To evaluate the development of islet autoimmunity, researchers monitored T1DM-related autoantibodies. They drew blood samples at three-month intervals between the ages of three and 48 months, followed by additional samples collected every six months thereafter. Questionnaires and diaries provided data on participants’ feeding patterns, indicating the consumption of any probiotic supplements or infant formulas. The final study sample consisted of 7,473 children ranging from four to 10 years of age.
Significant Risk Reduction
Stratifying by country and adjusting for variables including family history of T1DM, HLA-DR-DQ genotypes, child antibiotic use, and maternal probiotic use, the investigators applied time-to-event analysis to measure the association between probiotic consumption and risk of islet autoimmunity. Probiotic use during the first year of a child’s life varied notably by country, with the highest rates occurring in Finland and Germany.
The researchers found that whether through supplementation, fortified infant formulas, or both, children who consumed probiotics between 0-27 days of age had a 44% lower risk for developing islet autoimmunity, when compared with children who first received probiotics either after 27 days or not at all (hazard ratio [HR], 0.66; 95% CI, 0.46-0.94).
This association occurred among children with the highest-risk HLA genotype, DR3/4 (HR, 0.40; 95% CI, 0.21-0.74), but not among other genotypes (HR, 0.97; 95% CI, 0.62-1.54).
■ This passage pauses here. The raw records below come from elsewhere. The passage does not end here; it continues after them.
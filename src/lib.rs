//! # Rank Lookup
//!
//! A small web front end that resolves a player handle through an external
//! game-statistics API, fetches the player's rank and renders it as HTML.
//!
//! ## Architecture
//!
//! - **models**: Identity, region and rank types
//! - **upstream**: Identity and rank API adapter (`RankApi` trait, `reqwest` client)
//! - **normalize**: Maps the varying rank payload shapes to one `NormalizedRank`
//! - **lookup**: Validation and the identity → rank → normalize flow
//! - **render**: Server-side HTML
//! - **api**: Axum routes
//! - **config**: Configuration loading and validation

pub mod api;
pub mod config;
pub mod lookup;
pub mod models;
pub mod normalize;
pub mod render;
pub mod upstream;

pub use models::*;
//! Rank records: the raw upstream payload and its normalized form.

use serde::{Serialize, Serializer};
use std::fmt;
use url::Url;

/// Display tier used whenever upstream reports no tier at all.
pub const UNRANKED_TIER: &str = "Unranked";

/// A numeric field as reported by upstream.
///
/// `Unknown` means the field was absent from the response; `Known(0)` means
/// upstream reported zero.
#[derive(Debug, Clone, Copy, PartialEq, Eq, Hash, Default)]
pub enum Stat {
    Known(i64),
    #[default]
    Unknown,
}

impl Stat {
    pub fn known(&self) -> Option<i64> {
        match self {
            Stat::Known(v) => Some(*v),
            Stat::Unknown => None,
        }
    }

    pub fn is_unknown(&self) -> bool {
        matches!(self, Stat::Unknown)
    }
}

impl From<Option<i64>> for Stat {
    fn from(value: Option<i64>) -> Self {
        value.map_or(Stat::Unknown, Stat::Known)
    }
}

impl fmt::Display for Stat {
    fn fmt(&self, f: &mut fmt::Formatter<'_>) -> fmt::Result {
        match self {
            Stat::Known(v) => write!(f, "{}", v),
            Stat::Unknown => write!(f, "--"),
        }
    }
}

impl Serialize for Stat {
    fn serialize<S: Serializer>(&self, serializer: S) -> Result<S::Ok, S::Error> {
        match self {
            Stat::Known(v) => serializer.serialize_i64(*v),
            Stat::Unknown => serializer.serialize_str("unknown"),
        }
    }
}

/// Rank payload exactly as the upstream rank endpoint returned it.
#[derive(Debug, Clone, PartialEq)]
pub enum RawRankResponse {
    /// Upstream answered 404/204: the player has no competitive record.
    NotRanked,
    /// Uninterpreted JSON body.
    Body(serde_json::Value),
}

/// The stable rank record handed to the presentation layer.
#[derive(Debug, Clone, PartialEq, Eq, Serialize)]
pub struct NormalizedRank {
    /// Display tier, e.g. "Diamond 2". Never empty.
    pub tier: String,
    /// Tier without its division suffix, e.g. "Diamond".
    pub tier_base: String,
    /// Division suffix, e.g. "2"; empty when the tier has none.
    pub division: String,
    pub rating_points: Stat,
    pub wins: Stat,
    pub losses: Stat,
    pub icon_url: Option<Url>,
}

impl NormalizedRank {
    /// The record produced when upstream has nothing to say about a player.
    pub fn unranked() -> Self {
        Self {
            tier: UNRANKED_TIER.to_string(),
            tier_base: UNRANKED_TIER.to_string(),
            division: String::new(),
            rating_points: Stat::Unknown,
            wins: Stat::Unknown,
            losses: Stat::Unknown,
            icon_url: None,
        }
    }

    /// True when this record carries no information beyond the defaults.
    pub fn is_unranked(&self) -> bool {
        *self == Self::unranked()
    }

    /// Win percentage, when both wins and losses are known and non-zero in sum.
    pub fn win_rate(&self) -> Option<f64> {
        let wins = self.wins.known()?;
        let losses = self.losses.known()?;
        let total = wins + losses;
        if total <= 0 {
            return None;
        }
        Some(wins as f64 * 100.0 / total as f64)
    }
}

impl Default for NormalizedRank {
    fn default() -> Self {
        Self::unranked()
    }
}
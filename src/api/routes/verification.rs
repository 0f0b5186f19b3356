use axum::extract::State;
use axum::http::{header, StatusCode};
use axum::response::{IntoResponse, Response};
use tracing::warn;

use crate::api::state::AppState;

const NOT_FOUND_BODY: &str = "riot.txt not found.";

/// Serve the configured domain verification file as plain text.
pub async fn riot_txt(State(state): State<AppState>) -> Response {
    let Some(path) = state.verification_file.as_deref() else {
        return (StatusCode::NOT_FOUND, NOT_FOUND_BODY).into_response();
    };

    match tokio::fs::read_to_string(path).await {
        Ok(contents) => (
            [(header::CONTENT_TYPE, "text/plain; charset=utf-8")],
            contents,
        )
            .into_response(),
        Err(e) => {
            warn!("Cannot read verification file {}: {}", path.display(), e);
            (StatusCode::NOT_FOUND, NOT_FOUND_BODY).into_response()
        }
    }
}

#[cfg(test)]
mod tests {
    use crate::api::build_router;
    use crate::api::routes::pages::tests::state_with;
    use crate::upstream::MockRankApi;
    use axum::body::Body;
    use axum::http::{Request, StatusCode};
    use std::sync::Arc;
    use tower::util::ServiceExt;

    async fn get_text(app: axum::Router, uri: &str) -> (StatusCode, Option<String>, String) {
        let resp = app
            .oneshot(Request::builder().uri(uri).body(Body::empty()).unwrap())
            .await
            .unwrap();
        let status = resp.status();
        let content_type = resp
            .headers()
            .get("content-type")
            .and_then(|v| v.to_str().ok())
            .map(|s| s.to_string());
        let body = axum::body::to_bytes(resp.into_body(), usize::MAX)
            .await
            .unwrap();
        (status, content_type, String::from_utf8_lossy(&body).into_owned())
    }

    fn mock() -> Arc<MockRankApi> {
        Arc::new(MockRankApi::ranked("abc123", serde_json::json!({})))
    }

    #[tokio::test]
    async fn test_serves_configured_file() {
        let tmp = tempfile::tempdir().unwrap();
        let path = tmp.path().join("riot.txt");
        std::fs::write(&path, "3f1c9a2e-verification").unwrap();

        let mut state = state_with(mock());
        state.verification_file = Some(Arc::new(path));
        let app = build_router(state);

        let (status, content_type, body) = get_text(app, "/riot.txt").await;
        assert_eq!(status, StatusCode::OK);
        assert!(content_type.unwrap().starts_with("text/plain"));
        assert_eq!(body, "3f1c9a2e-verification");
    }

    #[tokio::test]
    async fn test_missing_file_is_404() {
        let tmp = tempfile::tempdir().unwrap();
        let mut state = state_with(mock());
        state.verification_file = Some(Arc::new(tmp.path().join("absent.txt")));
        let app = build_router(state);

        let (status, _, body) = get_text(app, "/riot.txt").await;
        assert_eq!(status, StatusCode::NOT_FOUND);
        assert_eq!(body, "riot.txt not found.");
    }

    #[tokio::test]
    async fn test_unconfigured_is_404() {
        let app = build_router(state_with(mock()));
        let (status, _, _) = get_text(app, "/riot.txt").await;
        assert_eq!(status, StatusCode::NOT_FOUND);
    }

    #[tokio::test]
    async fn test_health() {
        let app = build_router(state_with(mock()));
        let (status, _, body) = get_text(app, "/health").await;
        assert_eq!(status, StatusCode::OK);
        assert!(body.contains("\"ok\""));
    }
}
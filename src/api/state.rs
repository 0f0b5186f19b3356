use std::path::PathBuf;
use std::sync::Arc;

use crate::lookup::LookupService;

#[derive(Clone)]
pub struct AppState {
    pub lookup: Arc<LookupService>,
    pub verification_file: Option<Arc<PathBuf>>,
}
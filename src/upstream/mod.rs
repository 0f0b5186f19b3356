//! Upstream game-statistics API adapter.
//!
//! Two sequential lookups: identity (name + tag to PUUID), then rank by
//! PUUID. All implementations go through the `RankApi` trait so the
//! lookup flow can be exercised without a network.

pub mod client;

use async_trait::async_trait;
use thiserror::Error;

use crate::models::{Puuid, RawRankResponse, Region, RiotId};

pub use client::RiotClient;

#[cfg(test)]
use std::sync::atomic::{AtomicUsize, Ordering};

/// Errors that can occur while talking to the upstream API.
#[derive(Debug, Clone, PartialEq, Eq, Error)]
pub enum UpstreamError {
    #[error("No account named {0}")]
    NotFound(String),

    #[error("Upstream returned HTTP {status}")]
    Http { status: u16 },

    #[error("Upstream did not answer within {0} seconds")]
    Timeout(u64),

    #[error("Network error: {0}")]
    Network(String),

    #[error("Malformed upstream response: {0}")]
    Malformed(String),

    #[error("Invalid client configuration: {0}")]
    InvalidConfig(String),
}

impl UpstreamError {
    /// HTTP status behind this error, if upstream answered at all.
    pub fn status(&self) -> Option<u16> {
        match self {
            UpstreamError::NotFound(_) => Some(404),
            UpstreamError::Http { status } => Some(*status),
            _ => None,
        }
    }

    pub fn is_rate_limited(&self) -> bool {
        self.status() == Some(429)
    }

    /// Message suitable for showing to the person who submitted the lookup.
    pub fn user_message(&self) -> String {
        match self {
            UpstreamError::NotFound(player) => {
                format!("Player {} was not found in this region.", player)
            }
            UpstreamError::Http { status } => status_message(*status),
            UpstreamError::Timeout(_) => {
                "The stats service took too long to respond. Please try again.".to_string()
            }
            UpstreamError::Network(_) => {
                "Could not reach the stats service. Please try again later.".to_string()
            }
            UpstreamError::Malformed(_) => {
                "The stats service returned data we could not understand.".to_string()
            }
            UpstreamError::InvalidConfig(_) => {
                "The lookup service is misconfigured.".to_string()
            }
        }
    }
}

/// Human-readable explanation for an upstream HTTP status.
pub fn status_message(status: u16) -> String {
    match status {
        400 => "Bad request: the player name or tag is malformed.".to_string(),
        401 | 403 => "The API key was rejected by the stats service.".to_string(),
        404 => "Player not found.".to_string(),
        429 => "Rate limit exceeded. Please wait a moment and try again.".to_string(),
        500..=599 => {
            "The stats service is having problems right now. Please try again later.".to_string()
        }
        other => format!("Unexpected response from the stats service (HTTP {}).", other),
    }
}

/// The two upstream calls a rank lookup needs.
#[async_trait]
pub trait RankApi: Send + Sync {
    /// Implementation name for logging.
    fn name(&self) -> &'static str;

    /// Resolve a display name and tag to an opaque player id.
    async fn resolve_identity(&self, id: &RiotId, region: &Region) -> Result<Puuid, UpstreamError>;

    /// Fetch the raw rank payload for a resolved player.
    async fn fetch_rank(
        &self,
        puuid: &Puuid,
        region: &Region,
    ) -> Result<RawRankResponse, UpstreamError>;
}

/// Scripted `RankApi` for tests; counts the calls it receives.
#[cfg(test)]
pub struct MockRankApi {
    identity: Result<Puuid, UpstreamError>,
    rank: Result<RawRankResponse, UpstreamError>,
    identity_calls: AtomicUsize,
    rank_calls: AtomicUsize,
}

#[cfg(test)]
impl MockRankApi {
    pub fn new(
        identity: Result<Puuid, UpstreamError>,
        rank: Result<RawRankResponse, UpstreamError>,
    ) -> Self {
        Self {
            identity,
            rank,
            identity_calls: Default::default(),
            rank_calls: Default::default(),
        }
    }

    /// Identity resolves to `puuid`, rank endpoint answers with `body`.
    pub fn ranked(puuid: &str, body: serde_json::Value) -> Self {
        Self::new(Ok(Puuid::new(puuid)), Ok(RawRankResponse::Body(body)))
    }

    pub fn identity_calls(&self) -> usize {
        self.identity_calls.load(Ordering::SeqCst)
    }

    pub fn rank_calls(&self) -> usize {
        self.rank_calls.load(Ordering::SeqCst)
    }
}

#[cfg(test)]
#[async_trait]
impl RankApi for MockRankApi {
    fn name(&self) -> &'static str {
        "mock"
    }

    async fn resolve_identity(
        &self,
        _id: &RiotId,
        _region: &Region,
    ) -> Result<Puuid, UpstreamError> {
        self.identity_calls.fetch_add(1, Ordering::SeqCst);
        self.identity.clone()
    }

    async fn fetch_rank(
        &self,
        _puuid: &Puuid,
        _region: &Region,
    ) -> Result<RawRankResponse, UpstreamError> {
        self.rank_calls.fetch_add(1, Ordering::SeqCst);
        self.rank.clone()
    }
}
While the authors hesitated to make any recommendations around probiotic usage until further research confirms their initial results, they concluded that supplementation may reduce the risk of islet autoimmunity among children at highest genetic risk of T1DM.
Reducing Otitis Media
A study published late last year in the International Journal of General Medicine found that consuming probiotics during childhood can reduce incidence of otitis media (OM), more commonly known as middle ear infection. OM is one of the most common health conditions among pediatric patients, affecting approximately 80% of all children at some point during childhood (Di Pierro, F. et al. Int J Gen Med. 2015; 15(8): 303-308).
The investigators treated 22 children with recurrent OM, for 90 days with a slowly-dissolving chewable probiotic lozenge containing Streptococcus salivarius K12 (BLIS K12®), a branded strain of the bacterial species S. salivarius, which is commonly found in the oral cavity of healthy individuals.
Over the course of a three-month treatment phase, the rate of participants’ acute OM (AOM) infections — calculated as the number of episodes per month per child — dropped by over 40% (p<0.05) when compared to the number of diagnosed infections they experienced in the year prior.
Participants also exhibited improvements in a number of specific measurements for hearing, as well as improved ear canal and eardrum appearance, and reduced fluid buildup in the middle ear.
“Our results indicate a good safety profile, a substantial reduction of AOM episodes, and a positive outcome from the treatment for all of the clinical outcomes tested,” the authors write, concluding that S. salivarius K12 may benefit children with histories of chronic middle ear infection. Their findings suggest that establishing a healthy oral microbiome, which may be supported through probiotic supplementation, can promote optimal upper respiratory health.